Prabowo Cerita Dilatih Pelatih Korea di Kopassus: “Libur Natal Pun Tetap Latihan!”
HOLOPIS.COM, CILEGON - Presiden Prabowo Subianto mengungkapkan rasa kagumnya terhadap keteguhan, disiplin, dan etos kerja bangsa Korea Selatan, yang menurutnya menjadi kunci keberhasilan negara itu bertransformasi dari puing-puing perang menjadi negara modern dan maju.
“Saya kagum dengan bangsa Korea, budaya, kerja keras, dan kedisiplinan mereka. Mereka bisa bangkit dan membangun negara modern dari kancah peperangan,” ujar Prabowo saat meresmikan pabrik LOTTE Chemical Indonesia (LCI) di Cilegon, Banten, Kamis (6/11/2025).
Prabowo kemudian mengenang masa ketika dirinya masih bertugas di Komando Pasukan Khusus (Kopassus). Saat itu, ia banyak belajar langsung dari pelatih asal Korea Selatan yang dikenal disiplin dan keras, terutama dalam latihan bela diri judo.
“Waktu saya di tentara, saya dilatih oleh pelatih judo dari Korea. Mereka sangat keras dan disiplin. Menjelang Natal, saya minta anak-anak diliburkan, tapi pelatih saya bilang: ‘Tidak bisa, Jenderal. Setelah misa kita latihan.’ Saat Lebaran pun sama, ‘yang wajib itu sembahyang jam 7 pagi, sesudah itu latihan,’” kenangnya sambil tersenyum.
Dari pengalaman itulah Prabowo mendapat pelajaran berharga tentang arti komitmen dan ketekunan. Ia masih mengingat pesan sederhana dari pelatihnya yang hingga kini menjadi pegangan hidupnya.
“Pelatih itu bilang, ‘Jenderal, mau tim jenderal juara atau tidak? Kalau mau juara, tidak ada jalan lain. Rumusnya tiga: latihan, latihan, latihan,’” tutur Prabowo.
Menurut Prabowo, semangat pantang menyerah dan budaya kerja keras seperti itulah yang menjadikan Korea Selatan bangsa yang disegani dunia tangguh dalam bekerja, teguh dalam bernegosiasi, dan konsisten dalam mengejar kemajuan.
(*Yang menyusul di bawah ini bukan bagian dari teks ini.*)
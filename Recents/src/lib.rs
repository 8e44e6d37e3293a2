//! # recents
//!
//! Recent-document tracking for desktop apps.
//!
//! - **Capabilities** - opaque, renewable access tokens for locations that
//!   can go stale when the resource moves or access is revoked
//! - **Recents store** - persisted, deduplicated, capacity-bounded
//!   most-recently-used list with change notifications
//! - **Scopes** - begin/end access pairing that always releases
//! - **Settings** - the key-value slot the list is persisted in
//!
//! ## Quick Start
//!
//! ```no_run
//! use std::path::Path;
//! use std::sync::Arc;
//! use recents::{JsonSettings, PathCapabilities, RecentsStore};
//!
//! let settings = JsonSettings::new("/tmp/app/settings.json");
//! let store = RecentsStore::new(Arc::new(settings), Arc::new(PathCapabilities));
//!
//! store.record_opened(Path::new("/tmp/notes.txt"));
//! for path in store.list() {
//!     println!("{}", path.display());
//! }
//! ```

pub mod capability;
pub mod config;
pub mod error;
pub mod scope;
pub mod settings;
pub mod store;

pub use capability::{AccessCapability, CapabilityProvider, PathCapabilities, normalize_key};
pub use config::{DEFAULT_CAPACITY, DEFAULT_SLOT, RecentsConfig};
pub use error::{Error, Result};
pub use scope::{ScopeGuard, with_scope, with_scope_async};
pub use settings::{JsonSettings, MemorySettings, SettingsStore};
pub use store::{RecentEntry, RecentsStore};
//! Datum Router API types for route projection
//!
//! This library defines the Kubernetes resources the router controller
//! watches and writes:
//! - RouteDefinition: an Ingress in either of its served shapes
//! - IngressV1beta1: bindings for the legacy `networking.k8s.io/v1beta1` Ingress
//! - Well-known names shared between the controller and the config applier

pub mod v1beta1;
pub mod route;

pub use route::{ResourceIdentity, RouteDefinition};
pub use v1beta1::IngressV1beta1;

/// Finalizer placed on managed ingresses until their projection entry is removed
pub const INGRESS_FINALIZER: &str = "router.datum.net/ingress";

/// Annotation selecting the ingress controller responsible for an Ingress
pub const INGRESS_CLASS_ANNOTATION: &str = "kubernetes.io/ingress.class";

/// Ingress class handled by the router unless configured otherwise
pub const DEFAULT_INGRESS_CLASS: &str = "edge-router";

/// Name of the Secret holding the projected configuration
pub const DEFAULT_CONFIG_SECRET_NAME: &str = "router-config";

/// Label marking objects created by the router controller
pub const MANAGED_BY_LABEL: &str = "app.kubernetes.io/managed-by";

/// Value of [`MANAGED_BY_LABEL`] on objects created by the router controller
pub const MANAGED_BY_VALUE: &str = "router-controller";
Ia juga menyebut sosok Presiden Park Chung-hee, tokoh penting di balik kebangkitan ekonomi Korea, sebagai figur yang menginspirasi dirinya dalam memimpin Indonesia.
“Saya kagum karena dia orang bersih, tidak korup. Saya ingin menjadi seperti itu memimpin pemerintahan yang bersih dan tidak korup,” tegas Prabowo.
Presiden menilai, keteladanan Korea Selatan bisa menjadi cermin bagi Indonesia untuk membangun bangsa yang kuat, disiplin, dan mandiri.